Yes, I am in agreement with you. Colonial expansion occurred not due to Abrahamic religion; it simply brought Abrahamic religions with it. I find it interesting to compare religions like Hinduism and Buddhism, which also expanded, but they were not accompanied by the same negative dynamics. That may be telling on the belief systems - or it may, as I’m more inclined to align with you and Simon on, a result of power structures bending the ideology to their own ends.

I’m currently rereading Civilizations in World Politics: plural and pluralist perspectives (Peter J. Katzenstein, ed). The essays in this book have a lot to say about all of that. Sanskrit culture radiated though pure cultural influence, no conquest attached. Chinese models likewise radiated through influence. The classic Chinese empires were content to have surrounding nations like Korea, Vietnam, and Japan adopt Chinese ideas and acknowledge China as the leading nation, with no need to directly colonize.

To really get into the how different religious systems expanded around the world, I find it useful to apply Habermas’s thinking on the question of why did ancient Greek philosophy not turn into a world religion?
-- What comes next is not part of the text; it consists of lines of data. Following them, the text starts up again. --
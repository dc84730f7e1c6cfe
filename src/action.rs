use serde::{Deserialize, Serialize};
use strum::Display;

use crate::{components::shared::selection_list::CursorMove, git::BranchEntry};

#[derive(Debug, Clone, PartialEq, Eq, Serialize, Display, Deserialize)]
pub enum Action {
  Checkout(BranchEntry),
  // Carries the failure message, if any.
  CheckoutFinished(Option<String>),
  Confirm,
  MoveCursor(CursorMove),
  Quit,
  Render,
  Resize(u16, u16),
}
use ratatui::style::{Color, Modifier, Style};
use serde::Deserialize;

const CONFIG: &str = include_str!("../.config/config.json5");

#[derive(Clone, Debug, Deserialize)]
pub struct ListConfig {
  pub height: u16,
  pub default_width: u16,
}

/// A style as written in the config: an ANSI palette index plus attributes.
#[derive(Clone, Debug, Default, Deserialize)]
pub struct StyleConfig {
  #[serde(default)]
  pub fg: Option<u8>,
  #[serde(default)]
  pub bold: bool,
  #[serde(default)]
  pub faint: bool,
}

impl From<&StyleConfig> for Style {
  fn from(config: &StyleConfig) -> Self {
    let mut style = Style::default();
    if let Some(fg) = config.fg {
      style = style.fg(Color::Indexed(fg));
    }
    if config.bold {
      style = style.add_modifier(Modifier::BOLD);
    }
    if config.faint {
      style = style.add_modifier(Modifier::DIM);
    }
    style
  }
}

#[derive(Clone, Debug, Deserialize)]
pub struct StylesConfig {
  pub item: StyleConfig,
  pub selected: StyleConfig,
  pub faded: StyleConfig,
}

/// Resolved styles handed to the branch renderer.
#[derive(Clone, Copy, Debug, PartialEq, Eq)]
pub struct Styles {
  pub item: Style,
  pub selected: Style,
  pub faded: Style,
}

#[derive(Clone, Debug, Deserialize)]
pub struct Config {
  pub list: ListConfig,
  pub styles: StylesConfig,
}

impl Config {
  /// Loads the defaults compiled into the binary.
  pub fn new() -> Result<Self, config::ConfigError> {
    config::Config::builder()
      .add_source(config::File::from_str(CONFIG, config::FileFormat::Json5))
      .build()?
      .try_deserialize()
  }

  pub fn styles(&self) -> Styles {
    Styles {
      item: Style::from(&self.styles.item),
      selected: Style::from(&self.styles.selected),
      faded: Style::from(&self.styles.faded),
    }
  }
}
use ratatui::text::Line;

/// Renders one row of a [`SelectionList`](crate::components::shared::selection_list::SelectionList).
pub trait ItemDelegate<T>: Send + Sync {
  /// Rows taken by a single item.
  fn height(&self) -> u16 {
    1
  }

  /// Blank rows between items.
  fn spacing(&self) -> u16 {
    0
  }

  /// Renders `items[index]`; `is_selected` is true when the cursor is on it.
  fn render(&self, items: &[T], index: usize, is_selected: bool) -> Line<'static>;
}
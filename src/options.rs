//! Client configuration options.

use std::collections::HashMap;
use std::time::Duration;

/// A secret string type for sensitive data like bearer tokens.
/// Prevents accidental logging or display of secrets.
#[derive(Clone)]
pub struct SecretString(String);

impl SecretString {
    /// Create a new secret string.
    pub fn new(s: String) -> Self {
        Self(s)
    }

    /// Get the underlying secret value.
    pub fn expose_secret(&self) -> &str {
        &self.0
    }
}

impl std::fmt::Debug for SecretString {
    fn fmt(&self, f: &mut std::fmt::Formatter<'_>) -> std::fmt::Result {
        f.write_str("SecretString([REDACTED])")
    }
}

impl From<String> for SecretString {
    fn from(s: String) -> Self {
        Self::new(s)
    }
}

impl From<&str> for SecretString {
    fn from(s: &str) -> Self {
        Self::new(s.to_string())
    }
}

/// Transport configuration for [`ApiClient`](crate::client::ApiClient).
///
/// # Example
/// ```rust
/// use paperchat::options::ClientOptions;
/// use std::time::Duration;
///
/// let options = ClientOptions::new("http://localhost:8069".to_string())
///     .with_timeout(Duration::from_secs(300));
/// ```
#[derive(Debug, Clone)]
pub struct ClientOptions {
    /// Base URL for all API endpoints, without a trailing slash.
    pub base_url: String,

    /// Request timeout, covering the whole call including body read.
    /// Leave unset for streaming-heavy use; the decode loop itself never
    /// imposes one.
    pub timeout: Option<Duration>,

    /// HTTP proxy URL.
    pub proxy: Option<String>,

    /// Additional HTTP headers to include in every request.
    pub extra_headers: Option<HashMap<String, String>>,
}

impl ClientOptions {
    /// Create options pointing at the given base URL.
    pub fn new(base_url: String) -> Self {
        Self {
            base_url,
            timeout: None,
            proxy: None,
            extra_headers: None,
        }
    }

    /// Set the request timeout.
    pub fn with_timeout(mut self, timeout: Duration) -> Self {
        self.timeout = Some(timeout);
        self
    }

    /// Set the proxy URL.
    pub fn with_proxy(mut self, proxy: String) -> Self {
        self.proxy = Some(proxy);
        self
    }

    /// Set extra headers.
    pub fn with_extra_headers(mut self, headers: HashMap<String, String>) -> Self {
        self.extra_headers = Some(headers);
        self
    }

    /// Add a single extra header.
    pub fn with_header(mut self, key: String, value: String) -> Self {
        self.extra_headers
            .get_or_insert_with(HashMap::new)
            .insert(key, value);
        self
    }

    /// Join an endpoint path onto the base URL.
    pub(crate) fn endpoint(&self, path: &str) -> String {
        format!("{}{}", self.base_url.trim_end_matches('/'), path)
    }
}

#[cfg(test)]
mod tests {
    use super::*;

    #[test]
    fn secret_string_redacts_debug() {
        let secret = SecretString::from("tok-123");
        assert_eq!(format!("{:?}", secret), "SecretString([REDACTED])");
        assert_eq!(secret.expose_secret(), "tok-123");
    }

    #[test]
    fn endpoint_joins_without_double_slash() {
        let options = ClientOptions::new("http://host:8069/".to_string());
        assert_eq!(options.endpoint("/ai/chat"), "http://host:8069/ai/chat");

        let options = ClientOptions::new("http://host:8069".to_string());
        assert_eq!(options.endpoint("/ai/chat"), "http://host:8069/ai/chat");
    }
}
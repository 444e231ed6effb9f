//! Chat and conversation-management endpoints.
//!
//! The streaming variant of `/ai/chat` lives in [`crate::stream`]; this
//! module covers the buffered chat call and conversation housekeeping.

use reqwest::Method;
use serde::Deserialize;

use crate::client::{ApiClient, ClientError};
use crate::model::{ChatMessage, ChatRequest};

/// Buffered (non-streaming) chat completion.
#[derive(Debug, Clone, Deserialize)]
#[serde(rename_all = "camelCase")]
pub struct ChatResponse {
    pub conversation_id: String,
    #[serde(default)]
    pub user_message: Option<String>,
    pub ai_response: String,
    #[serde(default)]
    pub timestamp: Option<String>,
}

/// One conversation in the user's session list.
#[derive(Debug, Clone, Deserialize)]
#[serde(rename_all = "camelCase")]
pub struct Conversation {
    #[serde(default)]
    pub id: Option<i64>,
    pub conversation_id: String,
    #[serde(default)]
    pub title: Option<String>,
    #[serde(default)]
    pub create_time: Option<String>,
    #[serde(default)]
    pub update_time: Option<String>,
}

impl ApiClient {
    /// `POST /ai/chat` — single buffered completion, same request shape as
    /// the streaming endpoint.
    pub async fn chat(&self, request: &ChatRequest) -> Result<ChatResponse, ClientError> {
        if request.message.is_empty() {
            return Err(ClientError::InvalidRequest("message must not be empty"));
        }
        let req = self.request(Method::POST, "/ai/chat").await.json(request);
        self.send::<ChatResponse>(req).await?.into_data()
    }

    /// `GET /ai/sessions` — list the user's conversations.
    pub async fn conversations(&self) -> Result<Vec<Conversation>, ClientError> {
        let req = self.request(Method::GET, "/ai/sessions").await;
        Ok(self
            .send::<Vec<Conversation>>(req)
            .await?
            .into_result()?
            .unwrap_or_default())
    }

    /// `POST /ai/sessions` — create a conversation, returning its id.
    pub async fn create_conversation(
        &self,
        title: Option<&str>,
    ) -> Result<String, ClientError> {
        let mut req = self.request(Method::POST, "/ai/sessions").await;
        if let Some(title) = title {
            req = req.query(&[("title", title)]);
        }
        self.send::<String>(req).await?.into_data()
    }

    /// `DELETE /ai/sessions/{id}` — delete a conversation and its history.
    pub async fn delete_conversation(&self, conversation_id: &str) -> Result<(), ClientError> {
        let req = self
            .request(Method::DELETE, &format!("/ai/sessions/{conversation_id}"))
            .await;
        let _ = self.send::<serde_json::Value>(req).await?.into_result()?;
        Ok(())
    }

    /// `GET /ai/sessions/{id}/history` — full message history of a
    /// conversation, oldest first.
    pub async fn conversation_history(
        &self,
        conversation_id: &str,
    ) -> Result<Vec<ChatMessage>, ClientError> {
        let req = self
            .request(
                Method::GET,
                &format!("/ai/sessions/{conversation_id}/history"),
            )
            .await;
        Ok(self
            .send::<Vec<ChatMessage>>(req)
            .await?
            .into_result()?
            .unwrap_or_default())
    }

    /// `DELETE /ai/sessions/{id}/history` — clear a conversation's history
    /// without deleting the conversation itself.
    pub async fn clear_conversation_history(
        &self,
        conversation_id: &str,
    ) -> Result<(), ClientError> {
        let req = self
            .request(
                Method::DELETE,
                &format!("/ai/sessions/{conversation_id}/history"),
            )
            .await;
        let _ = self.send::<serde_json::Value>(req).await?.into_result()?;
        Ok(())
    }
}
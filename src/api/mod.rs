//! Typed wrappers for the backend's non-streaming REST endpoints.
//!
//! Plain request/response calls over the shared authenticated transport;
//! each submodule covers one backend controller.

pub mod auth;
pub mod chat;
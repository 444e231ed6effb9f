//! # paperchat - Document & Knowledge-Base AI Chat Client
//!
//! Async Rust client for a SmartPaper-style document/knowledge-base AI
//! chat backend: typed wrappers for its authenticated REST endpoints and a
//! streaming chat client over Server-Sent Events.
//!
//! ## Features
//! - Async-first, tokio compatible
//! - Incremental SSE decoding: constant memory, first token as soon as it
//!   arrives, chunk-boundary independent
//! - Injected credential provider instead of global token state
//! - Cooperative cancellation of in-flight streams
//! - Typed request/response models with the backend's response envelope
//!   unwrapped for you
//!
//! ## Example
//! ```no_run
//! use std::sync::Arc;
//! use paperchat::client::{ApiClient, TokenStore};
//! use paperchat::api::auth::LoginRequest;
//! use paperchat::model::ChatRequest;
//! use paperchat::options::ClientOptions;
//!
//! #[tokio::main]
//! async fn main() -> Result<(), Box<dyn std::error::Error>> {
//!     let tokens = TokenStore::new();
//!     let client = ApiClient::new(
//!         ClientOptions::new("http://localhost:8069".to_string()),
//!         tokens.clone(),
//!     )?;
//!
//!     let session = client.login(&LoginRequest::new("alice", "secret")).await?;
//!     tokens.set(session.token);
//!
//!     client
//!         .stream_chat(
//!             &ChatRequest::new("What does this paper conclude?"),
//!             |content, _conversation_id| print!("{content}"),
//!             || println!(),
//!         )
//!         .await?;
//!     Ok(())
//! }
//! ```

pub mod api;
pub mod client;
pub mod http;
pub mod model;
pub mod options;
pub mod sse;
pub mod stream;

// Re-exports for convenience
pub use client::{ApiClient, Authenticator, ClientError, StaticToken, TokenStore};
pub use model::{ChatDelta, ChatMessage, ChatRequest, StreamFrame};
pub use options::{ClientOptions, SecretString};
pub use stream::CancelToken;
//! Server-Sent Events (SSE) stream decoding.
//!
//! The streaming chat endpoint frames its output as SSE data lines:
//!
//! ```text
//! data: {"delta":"Hel","conversationId":"c-1"}
//!
//! data: {"delta":"lo"}
//!
//! data: [DONE]
//! ```
//!
//! Transport chunk boundaries carry no meaning: a chunk may end in the
//! middle of a line or even in the middle of a multi-byte character. The
//! decoder therefore buffers raw bytes and only extracts fully terminated
//! lines; everything after the last `\n` stays in the buffer until more
//! bytes arrive.

use std::collections::VecDeque;

use bytes::{Bytes, BytesMut};
use futures::stream::{self, Stream, StreamExt};

use crate::client::ClientError;

/// Payload marking normal end of stream.
const DONE_MARKER: &str = "[DONE]";

/// Extract the payload of an SSE data line.
///
/// Returns the trimmed content after the `data:` marker, or `None` for any
/// other line (event/id/comment lines, blank separators).
///
/// # Example
/// ```
/// use paperchat::sse::data_payload;
///
/// assert_eq!(data_payload("data: {\"delta\":\"hi\"}"), Some("{\"delta\":\"hi\"}"));
/// assert_eq!(data_payload("event: ping"), None);
/// ```
pub fn data_payload(line: &str) -> Option<&str> {
    line.strip_prefix("data:").map(str::trim)
}

/// Check whether a data payload is the end-of-stream sentinel.
pub fn is_done_marker(payload: &str) -> bool {
    payload == DONE_MARKER
}

/// Incremental line decoder over an SSE byte stream.
///
/// Feed transport chunks in arrival order; each call returns the data
/// payloads of every line the chunk completed. The internal buffer holds at
/// most the one unterminated trailing line. Splitting happens on raw bytes,
/// so a UTF-8 sequence broken across chunks reassembles before any text
/// decoding — `\n` can never occur inside a multi-byte sequence, so a
/// complete line is always whole.
#[derive(Debug, Default)]
pub struct SseLineDecoder {
    buf: BytesMut,
    done: bool,
}

impl SseLineDecoder {
    pub fn new() -> Self {
        Self::default()
    }

    /// True once the `[DONE]` sentinel has been seen; later input is
    /// discarded.
    pub fn is_done(&self) -> bool {
        self.done
    }

    /// Append a chunk and return the data payloads of all newly completed
    /// lines, in order. Stops at the `[DONE]` sentinel.
    pub fn feed(&mut self, chunk: &[u8]) -> Vec<String> {
        let mut payloads = Vec::new();
        if self.done {
            return payloads;
        }
        self.buf.extend_from_slice(chunk);

        while let Some(pos) = self.buf.iter().position(|&b| b == b'\n') {
            let line = self.buf.split_to(pos + 1);
            let line = &line[..line.len() - 1];
            let line = match std::str::from_utf8(line) {
                Ok(s) => s,
                Err(err) => {
                    tracing::warn!(%err, "skipping non-UTF-8 stream line");
                    continue;
                }
            };
            let Some(payload) = data_payload(line) else {
                continue;
            };
            if is_done_marker(payload) {
                self.done = true;
                self.buf.clear();
                break;
            }
            payloads.push(payload.to_string());
        }
        payloads
    }
}

/// Decode a byte stream into a stream of SSE data payloads.
///
/// Ends at the `[DONE]` sentinel or at end of input, whichever comes first;
/// an unterminated trailing line at end of input is discarded with the
/// buffer. Transport errors surface as stream items.
pub fn sse_data_stream<S, E>(
    byte_stream: S,
) -> impl Stream<Item = Result<String, ClientError>> + Send
where
    S: Stream<Item = Result<Bytes, E>> + Send + 'static,
    E: Into<ClientError> + Send + 'static,
{
    stream::unfold(
        (
            Box::pin(byte_stream),
            SseLineDecoder::new(),
            VecDeque::new(),
            false,
        ),
        |(mut bytes, mut decoder, mut pending, mut ended)| async move {
            loop {
                if let Some(payload) = pending.pop_front() {
                    return Some((Ok(payload), (bytes, decoder, pending, ended)));
                }
                if decoder.is_done() || ended {
                    return None;
                }
                match bytes.next().await {
                    Some(Ok(chunk)) => pending.extend(decoder.feed(&chunk)),
                    Some(Err(err)) => {
                        return Some((Err(err.into()), (bytes, decoder, pending, ended)));
                    }
                    None => ended = true,
                }
            }
        },
    )
}

/// Extension trait turning a `reqwest::Response` into an SSE payload stream.
pub trait SseResponseExt {
    /// Stream of decoded `data:` payloads from the response body.
    fn sse(self) -> impl Stream<Item = Result<String, ClientError>> + Send;
}

impl SseResponseExt for reqwest::Response {
    fn sse(self) -> impl Stream<Item = Result<String, ClientError>> + Send {
        sse_data_stream(self.bytes_stream())
    }
}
Ancient Greek thinking is not dissimilar to the works of the rishis in India or the sages in China. What Habermas gets down to is there is a difference between elite, abstract practice on the one hand and popular ritual practice on the other. The guts of any religious system is in the popular ritual practice.

In the case of Greek philosophy, the philosophers never bothered competing with popular polytheistic ritual. When Roman ritual morphed into Christian ritual, philosophy got added as a sort of superstructure. Christian legalism and doctrinal thinking really has as much to do with Greco-Roman thought and institutions as is does with anything strictly Abrahamic.

In the East, Buddhism ran somewhat parallel to Greek philosophy in the West. It more sits on top of popular ritual orders than transforming society from the ground up. The places where Buddhism became popular religion for the masses tended to feature a lot of localized ritual invention. In India, the popular religion eventually resurfaced and absorbed Buddhism back into its pantheon. In China, native ideas like Confucianism eventually limited Buddhistic scope. Japan somehow mashes up everything, but Shinto ritual core is arguably what allows all the flexible Japanese adoption of other ideas and practices from both East and West.

“Belief” is really a mostly Western fixation, especially prominent after the Reformation. For most of the world, religion is more about practices than ideations. What intrigues me about the current global situation is the potential to evolve new ideations that can reengage with ancient practices.